Grammar Nazis in Spaaaaaaaace maybe?
Yes, it’s pulp space fantasy.
Yeah, that’s what made the Prequels so boring to me. So much interminable exposition broken up by interminable over-the-top fights. I think The Last Jedi suffers from this to an extent as well, plus interminable jokes jokes jokes in every scene.
Nah, just think that Vader pulled a hammy at the end of rogue one. He couldn’t fight for shit in ANH. Obi sensed that and was nice to him and gimped his own attacks.
Still works, if you assume that Vader killed everyone who saw him at the airlock (so the Rebels don’t realize exactly how blown their cover story is), and that Vader isn’t the kind of guy who explains himself.
The bit about “How do you not know what a Sith Lord can do? Seriously?” is a bigger plot hole. If I were going to dance around that, I’d probably imply that the Empire got real serious about misinformation, and every loyal Imperial “knew” the Force was just a fairy tale…but that’s a tough sell without anything in the canon to support it.
Philip Pullman’s His Dark Star Wars
Yeah, unfortunately that is the old style of fighting vs the new style. Fight choreography has dramatically changed since the 70s. I am little surprised Lucas didn’t go with a more of a samurai style, where basically one or two slashes and done. Prowse had stage fighting skills, and I assume so did Guinness, but both age and the fact Prowse couldn’t see or move that well didn’t lend to a dramatic fight.
Originally, the direction was that the force field to contain the beam made it hard to swing and felt heavy. This is why Luke always used two hands when fighting Vader. Obi-wan kept two hands on it as well. So that was the original premise. That went out of the window with the prequels when you had much better energetic actors like Ray Park who could make these exciting moves.
I always like how everyone glosses over the fact the cute and cuddly Ewoks where going to roast Luke and Company alive and EAT THEM.
There’s a (canon) Forces of Destiny short that goes into that a little: https://youtu.be/Cs_vQgnVnIM
Ewoks gotta eat. I know plenty of cute humans that are just as blood thirsty. Glass houses.
This! My kid goes on about how it doesn’t make sense or this thing shouldn’t work.
I finally replied yeah where the one of the working concepts was Space Wizards why should it make sense? Just watch and have fun. Cheer the heroes, hiss at the villains, and enjoy your popcorn.
Not brought up in the video, but also true on the other side. Han Solo believes the Force is nonsense in the original movie, but his co-pilot Chewbacca is a personal friend of Yoda dating back years before he met Han according to The Revenge of the Sith!
“In the sarlacc’s belly you will find a new definition of pain and suffering as you are digested over 1000 years.”
Except you’ll be dead of starvation long before that.
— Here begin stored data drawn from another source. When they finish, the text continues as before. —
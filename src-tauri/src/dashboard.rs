//! Simulated dashboard counters
//!
//! The admin dashboard shows analysis counts that creep upward on a timer.
//! The numbers are decoration: nothing here reads from the detection pipeline.

use std::sync::{Arc, Mutex};
use std::time::Duration;

use rand::Rng;
use serde::Serialize;
use tauri::{AppHandle, Emitter};

/// How often the counters move
pub const TICK_INTERVAL: Duration = Duration::from_secs(5);

/// Event carrying a fresh [`DashboardStats`] snapshot
pub const DASHBOARD_EVENT: &str = "dashboard:stats";

const ACTIVE_USERS_FLOOR: u32 = 340;

#[derive(Debug, Clone, Copy, PartialEq, Eq, Serialize)]
#[serde(rename_all = "camelCase")]
pub struct DashboardStats {
    pub total_analyses: u64,
    pub today_analyses: u64,
    pub active_users: u32,
}

impl Default for DashboardStats {
    fn default() -> Self {
        Self {
            total_analyses: 12_543,
            today_analyses: 342,
            active_users: 342,
        }
    }
}

impl DashboardStats {
    /// Advance the counters by one tick
    pub fn tick<R: Rng>(&mut self, rng: &mut R) {
        self.total_analyses += rng.gen_range(0..5u64);
        self.today_analyses += rng.gen_range(0..3u64);
        self.active_users = ACTIVE_USERS_FLOOR + rng.gen_range(0..20u32);
    }
}

/// Counters shared between the ticker task and the commands
#[derive(Debug, Clone, Default)]
pub struct DashboardCounters(Arc<Mutex<DashboardStats>>);

impl DashboardCounters {
    pub fn snapshot(&self) -> DashboardStats {
        *self.0.lock().unwrap_or_else(|poisoned| poisoned.into_inner())
    }

    pub fn tick<R: Rng>(&self, rng: &mut R) -> DashboardStats {
        let mut stats = self.0.lock().unwrap_or_else(|poisoned| poisoned.into_inner());
        stats.tick(rng);
        *stats
    }
}

/// Tick the counters forever, emitting each snapshot to the frontend
pub fn spawn_ticker(app: AppHandle, counters: DashboardCounters) {
    tauri::async_runtime::spawn(async move {
        let mut interval = tokio::time::interval(TICK_INTERVAL);
        // First tick fires immediately
        interval.tick().await;

        loop {
            interval.tick().await;
            let stats = counters.tick(&mut rand::thread_rng());
            if let Err(e) = app.emit(DASHBOARD_EVENT, stats) {
                tracing::debug!("Failed to emit dashboard stats: {}", e);
            }
        }
    });
}

#[cfg(test)]
mod tests {
    use super::*;
    use rand::rngs::StdRng;
    use rand::SeedableRng;

    #[test]
    fn test_tick_bounds() {
        let mut rng = StdRng::seed_from_u64(3);
        let mut stats = DashboardStats::default();

        for _ in 0..1_000 {
            let before = stats;
            stats.tick(&mut rng);

            let total_step = stats.total_analyses - before.total_analyses;
            let today_step = stats.today_analyses - before.today_analyses;
            assert!(total_step <= 4);
            assert!(today_step <= 2);
            assert!((340..360).contains(&stats.active_users));
        }
    }

    #[test]
    fn test_counters_never_decrease() {
        let counters = DashboardCounters::default();
        let start = counters.snapshot();
        let mut rng = StdRng::seed_from_u64(11);

        let mut previous = start;
        for _ in 0..100 {
            let next = counters.tick(&mut rng);
            assert!(next.total_analyses >= previous.total_analyses);
            assert!(next.today_analyses >= previous.today_analyses);
            previous = next;
        }
        assert_eq!(counters.snapshot(), previous);
    }

    #[test]
    fn test_wire_names() {
        let json = serde_json::to_value(DashboardStats::default()).unwrap();
        assert_eq!(json["totalAnalyses"], 12_543);
        assert_eq!(json["todayAnalyses"], 342);
        assert_eq!(json["activeUsers"], 342);
    }
}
Yes, it’s pulp space fantasy.
Iirc the retcon is, jedi and sith duelists used their force telekinesis to move their blades so fast in the prequels, but that still doesn’t address obiwan sucking it up in ANH.
nah but having budget for a proper fight choreographer in the following films does.
Remember the Ewok playing a drum solo on Stormtrooper helmets after the Battle of Endor? I’m pretty sure they ate those dudes. (I hope Han ordered the salad, that’s all I’m saying.)
“And R2-D2! Why, I spent a whole period of my adolescence hanging out with that guy after he served as my wingman that time I accidentally blew up a Trade Federation ship in the battle of Naboo. I always swore to myself that if I had a chance to see him again the first thing I’d do is shoot him in the head.”
It’s almost as if we were watching a fight scene between a senior citizen who had never studied swordplay and a bodybuilder who could barely see out of his cumbersome costume.